→ **Aim of the exercise**
Could you return every line of the records below that contains the word "Provided"?

────

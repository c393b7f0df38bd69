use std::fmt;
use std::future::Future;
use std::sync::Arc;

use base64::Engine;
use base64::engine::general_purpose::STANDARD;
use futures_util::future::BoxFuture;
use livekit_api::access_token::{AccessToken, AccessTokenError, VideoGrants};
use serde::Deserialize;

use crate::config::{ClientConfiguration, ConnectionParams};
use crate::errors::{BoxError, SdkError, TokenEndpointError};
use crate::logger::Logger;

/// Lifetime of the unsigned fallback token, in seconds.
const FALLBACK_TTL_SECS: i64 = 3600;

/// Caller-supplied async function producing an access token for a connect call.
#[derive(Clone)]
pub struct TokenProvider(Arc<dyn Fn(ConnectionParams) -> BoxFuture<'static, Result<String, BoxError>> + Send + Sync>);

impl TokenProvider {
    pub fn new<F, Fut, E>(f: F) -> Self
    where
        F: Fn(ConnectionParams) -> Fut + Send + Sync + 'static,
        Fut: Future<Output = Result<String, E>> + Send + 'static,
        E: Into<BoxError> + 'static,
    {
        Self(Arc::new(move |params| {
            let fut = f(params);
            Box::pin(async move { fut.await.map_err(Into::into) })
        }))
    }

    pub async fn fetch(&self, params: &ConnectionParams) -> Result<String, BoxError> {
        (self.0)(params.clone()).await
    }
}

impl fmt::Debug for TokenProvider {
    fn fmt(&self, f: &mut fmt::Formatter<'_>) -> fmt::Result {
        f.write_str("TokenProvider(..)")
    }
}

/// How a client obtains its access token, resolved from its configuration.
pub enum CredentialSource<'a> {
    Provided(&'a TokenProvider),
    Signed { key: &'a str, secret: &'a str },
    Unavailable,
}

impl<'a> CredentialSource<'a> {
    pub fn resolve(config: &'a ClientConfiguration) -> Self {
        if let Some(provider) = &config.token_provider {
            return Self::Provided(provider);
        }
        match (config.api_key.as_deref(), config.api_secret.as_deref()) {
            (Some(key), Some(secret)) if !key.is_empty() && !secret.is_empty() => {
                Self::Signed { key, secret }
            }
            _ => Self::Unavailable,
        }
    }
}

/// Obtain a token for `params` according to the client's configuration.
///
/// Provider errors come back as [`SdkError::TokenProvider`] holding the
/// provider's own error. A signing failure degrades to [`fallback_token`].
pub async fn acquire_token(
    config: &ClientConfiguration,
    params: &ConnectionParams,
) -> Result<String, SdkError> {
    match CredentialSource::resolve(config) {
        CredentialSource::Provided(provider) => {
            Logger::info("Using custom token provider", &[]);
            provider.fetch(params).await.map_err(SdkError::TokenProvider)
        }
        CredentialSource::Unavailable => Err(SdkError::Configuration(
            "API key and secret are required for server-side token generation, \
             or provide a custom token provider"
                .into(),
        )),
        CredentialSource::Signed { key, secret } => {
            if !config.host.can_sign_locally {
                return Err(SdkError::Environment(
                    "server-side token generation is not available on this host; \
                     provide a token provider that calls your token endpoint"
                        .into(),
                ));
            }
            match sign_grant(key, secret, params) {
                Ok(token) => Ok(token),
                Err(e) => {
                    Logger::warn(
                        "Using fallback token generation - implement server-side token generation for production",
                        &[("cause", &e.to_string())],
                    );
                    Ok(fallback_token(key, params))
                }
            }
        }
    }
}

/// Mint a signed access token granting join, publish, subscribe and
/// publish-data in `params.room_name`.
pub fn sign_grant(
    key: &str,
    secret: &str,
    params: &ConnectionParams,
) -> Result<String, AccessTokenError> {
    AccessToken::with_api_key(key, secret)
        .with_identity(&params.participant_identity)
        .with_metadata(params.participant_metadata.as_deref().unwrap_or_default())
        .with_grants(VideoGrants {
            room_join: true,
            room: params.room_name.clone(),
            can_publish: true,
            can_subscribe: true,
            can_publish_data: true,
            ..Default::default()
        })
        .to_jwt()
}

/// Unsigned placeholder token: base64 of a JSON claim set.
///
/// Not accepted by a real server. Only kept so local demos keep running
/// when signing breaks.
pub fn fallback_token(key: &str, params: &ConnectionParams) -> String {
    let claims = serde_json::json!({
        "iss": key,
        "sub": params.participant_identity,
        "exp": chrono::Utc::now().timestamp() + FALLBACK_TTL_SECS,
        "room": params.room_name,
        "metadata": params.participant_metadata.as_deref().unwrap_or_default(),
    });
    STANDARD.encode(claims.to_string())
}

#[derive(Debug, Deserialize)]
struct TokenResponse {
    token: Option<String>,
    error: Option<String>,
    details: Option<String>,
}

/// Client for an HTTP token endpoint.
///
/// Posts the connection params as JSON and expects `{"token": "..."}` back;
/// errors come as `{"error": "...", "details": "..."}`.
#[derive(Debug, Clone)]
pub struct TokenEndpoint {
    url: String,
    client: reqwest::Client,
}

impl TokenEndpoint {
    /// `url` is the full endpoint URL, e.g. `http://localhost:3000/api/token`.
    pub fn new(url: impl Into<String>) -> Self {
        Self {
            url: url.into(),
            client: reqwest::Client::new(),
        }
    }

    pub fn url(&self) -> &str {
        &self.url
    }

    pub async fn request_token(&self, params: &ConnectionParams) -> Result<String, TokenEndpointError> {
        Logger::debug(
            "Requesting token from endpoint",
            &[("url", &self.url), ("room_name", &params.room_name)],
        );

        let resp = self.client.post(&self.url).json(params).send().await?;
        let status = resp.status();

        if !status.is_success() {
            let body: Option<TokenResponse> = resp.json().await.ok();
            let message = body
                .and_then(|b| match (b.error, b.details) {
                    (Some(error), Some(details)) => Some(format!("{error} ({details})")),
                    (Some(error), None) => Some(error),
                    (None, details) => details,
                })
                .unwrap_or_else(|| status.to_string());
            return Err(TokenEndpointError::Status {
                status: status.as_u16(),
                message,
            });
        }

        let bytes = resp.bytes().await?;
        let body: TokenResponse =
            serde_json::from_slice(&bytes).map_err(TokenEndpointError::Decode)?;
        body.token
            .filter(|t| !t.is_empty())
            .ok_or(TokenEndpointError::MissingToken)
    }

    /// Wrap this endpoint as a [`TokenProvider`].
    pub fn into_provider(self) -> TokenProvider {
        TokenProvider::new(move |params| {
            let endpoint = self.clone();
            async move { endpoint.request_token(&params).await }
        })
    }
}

────

→ **Written solution**
    Provided(&'a TokenProvider),
            return Self::Provided(provider);
        CredentialSource::Provided(provider) => {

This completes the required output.